> [EXERCISE MATERIAL]:
#[async_trait]
impl CarrierGateway for ChannelGateway {
    fn max_part_len(&self) -> usize {
        160
    }

    async fn send_segment(&self, destination: &str, body: &str) -> Result<(), CarrierError> {
        let _ = self.sent.send((destination.to_string(), body.to_string()));
        Ok(())
    }
}

struct Harness {
    supervisor: Supervisor,
    store: Arc<MemoryCredentialStore>,
    status: Arc<StatusBus>,
    sent: mpsc::UnboundedReceiver<(String, String)>,
}

fn harness(credentials: Credentials) -> Harness {
    let mut config = Config::default();
    config.broker.connect_timeout_secs = 5;
    config.broker.reconnect_delay_ms = 100;
    config.relay.pacing_ms = 10;

    let store = Arc::new(MemoryCredentialStore::new(credentials));
    let status = Arc::new(StatusBus::new());
    let (tx, sent) = mpsc::unbounded_channel();
    let supervisor = Supervisor::new(
        config,
        store.clone(),
        status.clone(),
        Arc::new(ChannelGateway { sent: tx }),
        Arc::new(LogIndicator),
    );

    Harness {
        supervisor,
        store,
        status,
        sent,
    }
}

async fn wait_status(status: &StatusBus, wanted: bool) {
    let mut rx = status.watch();
    timeout(WAIT, rx.wait_for(|current| *current == wanted))
        .await
        .expect("status never changed")
        .expect("status bus gone");
}

#[tokio::test]
async fn test_start_subscribes_and_reports_status() {
    let mut broker = FakeBroker::start(false).await;
    let h = harness(Credentials::new(broker.endpoint(), "artemis", "pw"));

    assert_eq!(assert_ok!(h.supervisor.start().await), StartOutcome::Started);

    match broker.next_seen().await {
        Seen::Connect {
            conn, client_id, ..
        } => {
            assert_eq!(conn, 1);
            assert!(client_id.starts_with("artemis-relay-client-"));
        }
        other => panic!("Expected CONNECT, got {:?}", other),
    }
    assert_eq!(
        broker.next_seen().await,
        Seen::Subscribe {
            conn: 1,
            topic: TOPIC.to_string()
        }
    );
    wait_status(&h.status, true).await;
    assert!(h.supervisor.is_running().await);

    h.supervisor.stop().await;
    assert_eq!(broker.next_seen().await, Seen::Disconnect { conn: 1 });
    assert!(!h.status.current());
    assert!(!h.supervisor.is_running().await);
}

#[tokio::test]
async fn test_start_twice_keeps_one_connection() {
    let mut broker = FakeBroker::start(false).await;
    let h = harness(Credentials::new(broker.endpoint(), "artemis", "pw"));

    assert_eq!(assert_ok!(h.supervisor.start().await), StartOutcome::Started);
    let _conn = broker.next_conn().await;
    wait_status(&h.status, true).await;

    assert_eq!(
        assert_ok!(h.supervisor.start().await),
        StartOutcome::AlreadyRunning
    );
    assert!(h.status.current());

    tokio::time::sleep(Duration::from_millis(300)).await;
    assert!(broker.conns.try_recv().is_err());

    h.supervisor.shutdown().await;
}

> [WHAT TO WORK ON]: In the entries above, which lines hold the string "wanted"? Report all of them.

> [OUTPUT BELOW]:
async fn wait_status(status: &StatusBus, wanted: bool) {
    timeout(WAIT, rx.wait_for(|current| *current == wanted))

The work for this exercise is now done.